Bran smiled as he loosely shook his head. "They can't kill him. They don't have Morrigan's Blade. She doesn't just give her blade to any warrior, no matter how much she likes him. Only when she has chosen for an immortal to die does she allow the blade into the hands of her chosen."
Relief washed through my muscles, relaxing them as it spread to the tips of my fingers and toes. "Then Alistair is safe," I breathed.
He raised a brow. "I didn't say that. I just said Graham, Connor, and James couldn't kill him. But Morrigan has decided that it is time for Alistair to die."
I blinked at him. "What?"
"I have the blade," he repeated. He let go of me and turned away. "I don't want to use it. I despise Alistair Roghan. If we were both mortals, there would be nothing stopping me from gutting him. But ending a man's existence is far different. I can't do it unless I have to." He sighed. "Look, I don't want to talk about him right now and you don't need to worry about my guys. Your mother won't have any more hurt animals in her clinic."

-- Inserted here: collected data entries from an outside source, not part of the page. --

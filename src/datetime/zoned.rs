// Copyright 2025 Cowboy AI, LLC.

//! Zoned datetimes and instants: fixed offsets, same-instant vs same-local
//! conversion, and epoch arithmetic.
//!
//! The two conversions are easy to conflate: same-instant keeps the point on
//! the timeline and re-renders it (+08:00 08:00 becomes UTC 00:00), while
//! same-local keeps the wall-clock reading and moves the point (+08:00 08:00
//! becomes UTC 08:00).

use chrono::{DateTime, FixedOffset, NaiveDateTime, TimeZone, Utc};

use crate::errors::{PrimerError, PrimerResult};

/// A fixed offset east of UTC by whole hours.
pub fn offset_east_hours(hours: i32) -> PrimerResult<FixedOffset> {
    FixedOffset::east_opt(hours * 3600)
        .ok_or_else(|| PrimerError::invalid_datetime(format!("offset of {hours} hours")))
}

/// Attach a fixed offset to a naive local reading.
pub fn at_offset(local: NaiveDateTime, offset: FixedOffset) -> PrimerResult<DateTime<FixedOffset>> {
    offset
        .from_local_datetime(&local)
        .single()
        .ok_or_else(|| PrimerError::invalid_datetime(format!("{local} at {offset}")))
}

/// Re-render the same instant in UTC.
pub fn same_instant_utc(zoned: DateTime<FixedOffset>) -> DateTime<Utc> {
    zoned.with_timezone(&Utc)
}

/// Keep the wall-clock reading but stamp it UTC (a different instant).
pub fn same_local_utc(zoned: DateTime<FixedOffset>) -> DateTime<Utc> {
    zoned.naive_local().and_utc()
}

/// The instant denoted by a naive reading in a given offset, as UTC.
pub fn instant_of_local(local: NaiveDateTime, offset: FixedOffset) -> PrimerResult<DateTime<Utc>> {
    Ok(same_instant_utc(at_offset(local, offset)?))
}

/// Compact UTC rendering used by the demos: `yyyy-mm-ddThh:mm:ssZ`.
pub fn format_utc(instant: DateTime<Utc>) -> String {
    instant.format("%Y-%m-%dT%H:%M:%SZ").to_string()
}

#[cfg(test)]
mod tests {
    use super::*;
    use chrono::{Duration, NaiveDate};

    fn local(y: i32, m: u32, d: u32, h: u32) -> NaiveDateTime {
        NaiveDate::from_ymd_opt(y, m, d)
            .unwrap()
            .and_hms_opt(h, 0, 0)
            .unwrap()
    }

    #[test]
    fn same_instant_moves_the_wall_clock() {
        let east8 = offset_east_hours(8).unwrap();
        let zoned = at_offset(local(2020, 1, 1, 8), east8).unwrap();
        assert_eq!(format_utc(same_instant_utc(zoned)), "2020-01-01T00:00:00Z");
    }

    #[test]
    fn same_local_moves_the_instant() {
        let east8 = offset_east_hours(8).unwrap();
        let zoned = at_offset(local(2020, 1, 1, 8), east8).unwrap();
        assert_eq!(format_utc(same_local_utc(zoned)), "2020-01-01T08:00:00Z");

        // the two conversions differ by exactly the offset
        let delta = same_local_utc(zoned) - same_instant_utc(zoned);
        assert_eq!(delta, Duration::hours(8));
    }

    #[test]
    fn instants_from_local_readings() {
        let east8 = offset_east_hours(8).unwrap();
        let instant = instant_of_local(local(2020, 1, 1, 0), east8).unwrap();
        assert_eq!(format_utc(instant), "2019-12-31T16:00:00Z");
    }

    #[test]
    fn epoch_seconds_and_millis() {
        let east8 = offset_east_hours(8).unwrap();
        let instant = instant_of_local(local(2020, 1, 1, 0), east8).unwrap();
        assert_eq!(instant.timestamp(), 1_577_808_000);
        assert_eq!(instant.timestamp_millis(), 1_577_808_000_000);
    }

    #[test]
    fn instants_render_back_into_zones() {
        let east8 = offset_east_hours(8).unwrap();
        let instant = instant_of_local(local(2020, 1, 1, 0), east8).unwrap();

        // back into the offset it came from
        let round_tripped = instant.with_timezone(&east8);
        assert_eq!(round_tripped.naive_local(), local(2020, 1, 1, 0));

        // naive parts extract cleanly
        assert_eq!(
            round_tripped.date_naive(),
            NaiveDate::from_ymd_opt(2020, 1, 1).unwrap()
        );
    }

    #[test]
    fn zoned_arithmetic_stays_in_zone() {
        let east8 = offset_east_hours(8).unwrap();
        let zoned = at_offset(local(2020, 1, 1, 8), east8).unwrap();
        let shifted = zoned + Duration::days(30) - Duration::days(1);
        assert_eq!(shifted.naive_local(), local(2020, 1, 30, 8));
        assert_eq!(shifted.offset(), &east8);
    }

    #[test]
    fn invalid_offsets_are_rejected() {
        assert!(offset_east_hours(99).is_err());
    }
}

There was a wind outside. I could hear it passing through the canopies of the trees. In that disrupted darkness, somewhere, lurked the culprits, the culprits who were too close to me for my liking. I shuddered. The sooner those three were gone, the better. I slid back into bed, under the covers, and into my refuge. "What they do is still horrifying," I grumbled.
Bran lay down next to me, draping one arm around my waist. "Hence why I hoped we could wait until morning to talk about it," he explained. "I didn't want to give you nightmares."
I rubbed my forehead with the heel of my palm. "I don't think that can be prevented now."
"Well, I'm here. I'll keep the nightmares away," he said before touching his lips to the side of my neck.
I snuggled up against his chest and closed my eyes. He lulled me to sleep trailing a finger up and down my side.